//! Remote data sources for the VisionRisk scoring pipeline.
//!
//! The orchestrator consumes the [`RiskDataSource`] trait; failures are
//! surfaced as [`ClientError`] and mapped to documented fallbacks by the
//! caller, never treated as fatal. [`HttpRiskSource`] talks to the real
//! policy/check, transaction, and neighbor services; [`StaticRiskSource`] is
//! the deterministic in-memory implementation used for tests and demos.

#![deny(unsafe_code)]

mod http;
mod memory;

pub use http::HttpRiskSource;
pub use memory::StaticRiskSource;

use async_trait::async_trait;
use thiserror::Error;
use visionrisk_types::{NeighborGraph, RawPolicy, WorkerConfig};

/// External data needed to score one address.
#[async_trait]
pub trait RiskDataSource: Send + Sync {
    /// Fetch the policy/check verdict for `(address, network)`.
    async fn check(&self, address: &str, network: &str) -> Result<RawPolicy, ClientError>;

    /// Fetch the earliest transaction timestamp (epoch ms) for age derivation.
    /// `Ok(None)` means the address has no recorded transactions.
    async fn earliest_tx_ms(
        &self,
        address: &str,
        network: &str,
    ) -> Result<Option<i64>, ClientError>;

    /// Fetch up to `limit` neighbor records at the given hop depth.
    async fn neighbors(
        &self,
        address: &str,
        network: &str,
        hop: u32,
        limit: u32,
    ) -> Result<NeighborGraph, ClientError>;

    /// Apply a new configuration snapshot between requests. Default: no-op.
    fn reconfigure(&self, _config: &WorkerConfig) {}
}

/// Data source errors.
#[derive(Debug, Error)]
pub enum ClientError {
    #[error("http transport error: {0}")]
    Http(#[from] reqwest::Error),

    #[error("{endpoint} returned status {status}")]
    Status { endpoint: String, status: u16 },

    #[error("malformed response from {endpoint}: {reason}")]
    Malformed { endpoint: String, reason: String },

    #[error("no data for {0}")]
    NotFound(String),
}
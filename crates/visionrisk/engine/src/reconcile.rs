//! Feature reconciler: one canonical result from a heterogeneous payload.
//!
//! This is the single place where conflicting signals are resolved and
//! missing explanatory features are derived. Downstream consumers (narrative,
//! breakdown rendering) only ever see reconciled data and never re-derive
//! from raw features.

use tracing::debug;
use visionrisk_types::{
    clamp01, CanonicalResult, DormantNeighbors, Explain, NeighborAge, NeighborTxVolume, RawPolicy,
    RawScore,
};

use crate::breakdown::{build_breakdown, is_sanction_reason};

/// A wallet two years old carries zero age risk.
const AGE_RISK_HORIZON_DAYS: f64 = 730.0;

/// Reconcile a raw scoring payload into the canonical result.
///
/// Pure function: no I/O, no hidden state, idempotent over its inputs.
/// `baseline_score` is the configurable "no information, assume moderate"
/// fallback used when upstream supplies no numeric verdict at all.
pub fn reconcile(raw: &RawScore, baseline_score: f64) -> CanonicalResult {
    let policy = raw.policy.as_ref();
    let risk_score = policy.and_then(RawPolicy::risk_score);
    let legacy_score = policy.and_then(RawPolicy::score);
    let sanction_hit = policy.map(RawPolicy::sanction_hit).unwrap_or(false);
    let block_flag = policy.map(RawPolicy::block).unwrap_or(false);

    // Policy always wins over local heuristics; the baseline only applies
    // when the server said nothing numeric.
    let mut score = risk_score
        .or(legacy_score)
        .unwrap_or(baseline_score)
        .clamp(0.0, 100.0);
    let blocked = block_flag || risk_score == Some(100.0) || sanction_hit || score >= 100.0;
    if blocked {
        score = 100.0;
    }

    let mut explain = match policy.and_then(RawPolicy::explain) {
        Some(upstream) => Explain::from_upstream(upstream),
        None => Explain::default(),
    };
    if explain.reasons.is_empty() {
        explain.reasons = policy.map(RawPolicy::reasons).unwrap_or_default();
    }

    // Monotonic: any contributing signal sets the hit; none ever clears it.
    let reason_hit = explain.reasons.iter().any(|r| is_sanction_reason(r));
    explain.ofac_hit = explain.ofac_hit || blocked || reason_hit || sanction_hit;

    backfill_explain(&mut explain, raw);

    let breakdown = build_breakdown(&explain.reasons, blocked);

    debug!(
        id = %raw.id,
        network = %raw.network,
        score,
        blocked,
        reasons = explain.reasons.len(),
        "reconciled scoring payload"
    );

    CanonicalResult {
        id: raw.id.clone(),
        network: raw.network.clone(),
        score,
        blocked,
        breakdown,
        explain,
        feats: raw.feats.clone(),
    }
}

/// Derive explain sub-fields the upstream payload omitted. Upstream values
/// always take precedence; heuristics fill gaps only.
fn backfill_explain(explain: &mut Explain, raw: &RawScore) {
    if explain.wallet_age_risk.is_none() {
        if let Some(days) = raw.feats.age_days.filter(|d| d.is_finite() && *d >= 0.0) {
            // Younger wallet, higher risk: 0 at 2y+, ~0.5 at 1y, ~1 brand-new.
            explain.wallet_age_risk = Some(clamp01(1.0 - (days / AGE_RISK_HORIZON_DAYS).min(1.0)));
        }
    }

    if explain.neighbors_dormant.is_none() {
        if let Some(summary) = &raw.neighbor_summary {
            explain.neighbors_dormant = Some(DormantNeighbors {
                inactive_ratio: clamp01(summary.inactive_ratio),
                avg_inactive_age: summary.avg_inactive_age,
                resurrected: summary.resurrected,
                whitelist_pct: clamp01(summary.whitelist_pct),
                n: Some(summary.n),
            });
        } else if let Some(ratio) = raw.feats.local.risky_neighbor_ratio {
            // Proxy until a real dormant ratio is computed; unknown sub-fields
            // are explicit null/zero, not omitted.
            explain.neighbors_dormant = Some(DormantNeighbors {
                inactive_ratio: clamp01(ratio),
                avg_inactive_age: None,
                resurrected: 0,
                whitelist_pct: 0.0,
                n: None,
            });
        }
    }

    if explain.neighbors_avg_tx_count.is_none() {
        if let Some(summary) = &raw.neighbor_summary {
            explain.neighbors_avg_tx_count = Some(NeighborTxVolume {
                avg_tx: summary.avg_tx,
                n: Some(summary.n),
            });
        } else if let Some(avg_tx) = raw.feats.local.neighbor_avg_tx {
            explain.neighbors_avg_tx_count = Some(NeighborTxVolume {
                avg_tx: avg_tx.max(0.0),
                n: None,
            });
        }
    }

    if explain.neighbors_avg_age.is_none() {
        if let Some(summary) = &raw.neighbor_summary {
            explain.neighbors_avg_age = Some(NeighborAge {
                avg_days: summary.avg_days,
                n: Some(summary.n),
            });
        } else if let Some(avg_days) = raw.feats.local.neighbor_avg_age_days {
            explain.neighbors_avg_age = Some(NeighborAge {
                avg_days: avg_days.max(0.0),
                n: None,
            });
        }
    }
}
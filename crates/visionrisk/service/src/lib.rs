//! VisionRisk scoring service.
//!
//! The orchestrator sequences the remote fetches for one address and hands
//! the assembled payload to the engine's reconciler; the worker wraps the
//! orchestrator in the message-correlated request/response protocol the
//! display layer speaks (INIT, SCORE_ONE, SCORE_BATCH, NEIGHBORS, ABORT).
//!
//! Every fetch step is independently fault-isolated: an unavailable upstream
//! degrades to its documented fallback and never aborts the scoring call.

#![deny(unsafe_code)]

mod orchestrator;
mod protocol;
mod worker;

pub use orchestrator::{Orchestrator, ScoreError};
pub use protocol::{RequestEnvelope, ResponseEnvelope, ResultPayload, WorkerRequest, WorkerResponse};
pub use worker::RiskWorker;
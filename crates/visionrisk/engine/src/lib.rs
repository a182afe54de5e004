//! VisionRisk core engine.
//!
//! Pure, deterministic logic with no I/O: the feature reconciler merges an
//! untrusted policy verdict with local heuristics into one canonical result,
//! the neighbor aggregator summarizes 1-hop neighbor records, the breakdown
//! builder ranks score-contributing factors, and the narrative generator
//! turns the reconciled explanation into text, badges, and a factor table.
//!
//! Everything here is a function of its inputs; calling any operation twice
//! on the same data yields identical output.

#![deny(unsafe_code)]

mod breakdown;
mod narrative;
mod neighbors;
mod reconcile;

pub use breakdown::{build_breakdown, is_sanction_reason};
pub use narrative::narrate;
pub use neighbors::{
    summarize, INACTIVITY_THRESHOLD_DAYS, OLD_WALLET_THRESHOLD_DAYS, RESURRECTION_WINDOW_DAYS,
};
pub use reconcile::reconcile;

*TASK DESCRIPTION*. For the string "documented", show each line of the entries above where it occurs.

*SOLUTION TO THIS TASK*.
//! surfaced as [`ClientError`] and mapped to documented fallbacks by the
//! degrades to its documented fallback and never aborts the scoring call.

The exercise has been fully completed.